→ Instructions to follow
Return each line of the entries that mentions the word "currency".

→ Given data
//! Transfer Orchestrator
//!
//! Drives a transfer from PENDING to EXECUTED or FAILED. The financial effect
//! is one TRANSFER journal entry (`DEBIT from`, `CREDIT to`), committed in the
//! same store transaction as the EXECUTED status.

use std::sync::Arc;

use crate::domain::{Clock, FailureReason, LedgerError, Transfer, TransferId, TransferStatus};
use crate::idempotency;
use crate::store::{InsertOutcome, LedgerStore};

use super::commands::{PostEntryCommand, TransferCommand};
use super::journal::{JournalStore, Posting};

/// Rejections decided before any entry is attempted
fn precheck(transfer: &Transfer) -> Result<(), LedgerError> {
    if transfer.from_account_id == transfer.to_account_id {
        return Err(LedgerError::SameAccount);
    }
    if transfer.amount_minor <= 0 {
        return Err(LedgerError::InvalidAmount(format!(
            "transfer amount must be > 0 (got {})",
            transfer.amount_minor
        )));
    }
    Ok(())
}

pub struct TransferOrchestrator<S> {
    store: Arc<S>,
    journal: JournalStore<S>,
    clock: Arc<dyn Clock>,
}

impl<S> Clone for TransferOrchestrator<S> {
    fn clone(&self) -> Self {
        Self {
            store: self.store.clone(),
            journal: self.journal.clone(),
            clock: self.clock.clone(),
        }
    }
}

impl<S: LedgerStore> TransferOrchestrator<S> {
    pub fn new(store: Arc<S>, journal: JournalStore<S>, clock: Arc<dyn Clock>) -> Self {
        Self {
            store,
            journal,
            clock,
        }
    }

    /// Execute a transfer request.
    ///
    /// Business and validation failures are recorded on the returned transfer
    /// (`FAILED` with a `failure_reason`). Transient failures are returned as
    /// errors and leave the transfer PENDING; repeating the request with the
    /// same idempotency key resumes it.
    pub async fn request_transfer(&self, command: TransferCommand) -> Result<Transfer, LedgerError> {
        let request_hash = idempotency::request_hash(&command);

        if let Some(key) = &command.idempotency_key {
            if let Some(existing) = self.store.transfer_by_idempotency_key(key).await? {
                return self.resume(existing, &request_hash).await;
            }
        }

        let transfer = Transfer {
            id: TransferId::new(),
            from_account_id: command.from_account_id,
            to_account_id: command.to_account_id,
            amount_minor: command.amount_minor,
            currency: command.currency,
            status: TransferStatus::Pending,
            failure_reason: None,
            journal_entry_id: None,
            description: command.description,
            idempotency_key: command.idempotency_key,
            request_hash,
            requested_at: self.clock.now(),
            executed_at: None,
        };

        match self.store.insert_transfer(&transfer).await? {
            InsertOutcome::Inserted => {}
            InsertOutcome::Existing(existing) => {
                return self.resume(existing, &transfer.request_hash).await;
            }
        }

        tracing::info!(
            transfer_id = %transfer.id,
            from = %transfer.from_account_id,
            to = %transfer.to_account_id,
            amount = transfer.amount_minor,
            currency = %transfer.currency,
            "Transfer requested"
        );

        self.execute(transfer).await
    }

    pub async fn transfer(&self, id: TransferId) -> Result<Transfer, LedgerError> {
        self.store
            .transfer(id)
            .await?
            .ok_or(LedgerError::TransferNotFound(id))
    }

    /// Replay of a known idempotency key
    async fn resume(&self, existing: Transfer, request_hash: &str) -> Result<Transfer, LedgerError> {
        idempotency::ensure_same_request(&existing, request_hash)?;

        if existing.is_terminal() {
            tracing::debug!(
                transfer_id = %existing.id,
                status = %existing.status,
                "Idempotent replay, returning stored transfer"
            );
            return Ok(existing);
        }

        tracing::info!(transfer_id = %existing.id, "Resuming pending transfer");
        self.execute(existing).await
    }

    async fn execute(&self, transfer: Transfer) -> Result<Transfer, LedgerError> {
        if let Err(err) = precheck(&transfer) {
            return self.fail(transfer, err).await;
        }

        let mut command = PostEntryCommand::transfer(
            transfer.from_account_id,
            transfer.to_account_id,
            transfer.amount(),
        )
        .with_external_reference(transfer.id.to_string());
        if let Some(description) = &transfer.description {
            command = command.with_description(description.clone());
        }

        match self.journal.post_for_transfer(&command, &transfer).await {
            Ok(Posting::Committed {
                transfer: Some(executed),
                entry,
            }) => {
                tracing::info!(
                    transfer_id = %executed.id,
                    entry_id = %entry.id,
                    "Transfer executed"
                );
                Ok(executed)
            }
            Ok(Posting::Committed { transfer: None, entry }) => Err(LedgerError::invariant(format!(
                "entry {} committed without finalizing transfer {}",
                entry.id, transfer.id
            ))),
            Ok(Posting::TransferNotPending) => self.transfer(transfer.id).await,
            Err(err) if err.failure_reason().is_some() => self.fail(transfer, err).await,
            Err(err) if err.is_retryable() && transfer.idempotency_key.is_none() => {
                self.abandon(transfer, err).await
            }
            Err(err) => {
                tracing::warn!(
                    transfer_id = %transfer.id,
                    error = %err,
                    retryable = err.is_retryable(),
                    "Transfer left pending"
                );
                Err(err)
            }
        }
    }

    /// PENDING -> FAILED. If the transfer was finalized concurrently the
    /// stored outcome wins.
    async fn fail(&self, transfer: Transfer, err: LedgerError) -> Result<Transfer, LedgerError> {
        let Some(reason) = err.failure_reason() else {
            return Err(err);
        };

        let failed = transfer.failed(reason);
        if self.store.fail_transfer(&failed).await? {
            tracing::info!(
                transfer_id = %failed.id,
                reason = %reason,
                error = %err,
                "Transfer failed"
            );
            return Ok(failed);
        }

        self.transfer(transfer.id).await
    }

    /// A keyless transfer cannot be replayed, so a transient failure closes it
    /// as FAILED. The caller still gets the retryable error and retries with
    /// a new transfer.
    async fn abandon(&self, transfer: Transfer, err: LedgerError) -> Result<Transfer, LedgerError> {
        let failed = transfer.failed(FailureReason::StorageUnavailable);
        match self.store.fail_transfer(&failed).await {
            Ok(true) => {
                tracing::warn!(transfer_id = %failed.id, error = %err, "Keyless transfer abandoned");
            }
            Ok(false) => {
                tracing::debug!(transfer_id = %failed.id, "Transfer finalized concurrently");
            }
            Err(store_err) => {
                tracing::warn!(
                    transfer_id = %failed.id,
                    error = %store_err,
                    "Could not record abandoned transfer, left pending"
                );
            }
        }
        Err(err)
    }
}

→ Response to the task
            currency: command.currency,
            currency = %transfer.currency,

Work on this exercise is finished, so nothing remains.